[Stored data entries]

========================

//! Leak reporting surfaces.

use std::fmt;

use crate::allocator::BypassGuard;
use crate::registry::{self, AllocationRecord};

/// Point-in-time collection of allocation records, most recently allocated
/// first.
///
/// `Display` renders one `LEAK` line per record, the same lines a dropped
/// [`crate::Session`] prints at teardown.
#[derive(Clone, Debug, Default, Eq, PartialEq)]
pub struct LeakReport {
    records: Vec<AllocationRecord>,
}

impl LeakReport {
    pub(crate) fn new(records: Vec<AllocationRecord>) -> Self {
        Self { records }
    }

    /// The records in this report, most recently allocated first.
    #[must_use]
    pub fn records(&self) -> &[AllocationRecord] {
        &self.records
    }

    /// Number of records in this report.
    #[must_use]
    pub fn len(&self) -> usize {
        self.records.len()
    }

    /// Whether this report contains no records.
    #[must_use]
    pub fn is_empty(&self) -> bool {
        self.records.is_empty()
    }

    /// Writes each record's `LEAK` line to stderr.
    ///
    /// Prints nothing when the report is empty.
    #[cfg_attr(test, mutants::skip)] // Stderr output is verified manually.
    pub fn print_to_stderr(&self) {
        for record in &self.records {
            eprintln!("{record}");
        }
    }
}

impl fmt::Display for LeakReport {
    fn fmt(&self, f: &mut fmt::Formatter<'_>) -> fmt::Result {
        for record in &self.records {
            writeln!(f, "{record}")?;
        }
        Ok(())
    }
}

/// Snapshot of every allocation currently known to the registry, without
/// removing anything.
///
/// The snapshot's own storage is allocated with the audit bypass raised, so
/// taking it neither records itself nor re-enters the registry lock.
///
/// # Examples
///
/// ```
/// use leak_tracker::{live_allocations, tracked};
///
/// let value = tracked::alloc_scalar(1_u8);
/// let address = value.addr().get();
///
/// let live = live_allocations();
/// assert!(live.records().iter().any(|record| record.address() == address));
///
/// // SAFETY: allocated by `alloc_scalar` above, released exactly once.
/// unsafe {
///     tracked::free_scalar(value).expect("released with the matching shape");
/// }
/// ```
#[must_use]
pub fn live_allocations() -> LeakReport {
    let _bypass = BypassGuard::raise();
    let mut records = Vec::new();
    registry::with_registry(|registry| {
        registry.for_each_live(|record| records.push(record));
    });
    LeakReport::new(records)
}

#[cfg(test)]
mod tests {
    use super::*;
    use crate::registry::{AllocationShape, CallSite};

    fn sample() -> LeakReport {
        LeakReport::new(vec![
            AllocationRecord::new(
                0x2000,
                800,
                AllocationShape::Array,
                CallSite::new("f.rs", 20),
            ),
            AllocationRecord::new(0x1000, 4, AllocationShape::Scalar, CallSite::UNKNOWN),
        ])
    }

    #[test]
    fn display_renders_one_leak_line_per_record() {
        let rendered = sample().to_string();
        assert_eq!(
            rendered,
            "LEAK 800 bytes at 0x2000 (allocated at f.rs:20)\n\
             LEAK 4 bytes at 0x1000 (allocated at UNKNOWN:-1)\n"
        );
    }

    #[test]
    fn empty_report_renders_nothing() {
        let report = LeakReport::default();
        assert!(report.is_empty());
        assert_eq!(report.len(), 0);
        assert_eq!(report.to_string(), "");
    }

    #[test]
    fn records_preserve_order() {
        let report = sample();
        assert_eq!(report.len(), 2);
        let addresses: Vec<usize> = report
            .records()
            .iter()
            .map(AllocationRecord::address)
            .collect();
        assert_eq!(addresses, [0x2000, 0x1000]);
    }

    static_assertions::assert_impl_all!(LeakReport: Send, Sync);
}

========================

WHAT THE TASK ASKS
If a line of the entries contains "rendered", it counts; give the total of such lines and nothing more.

YOUR RESPONSE
2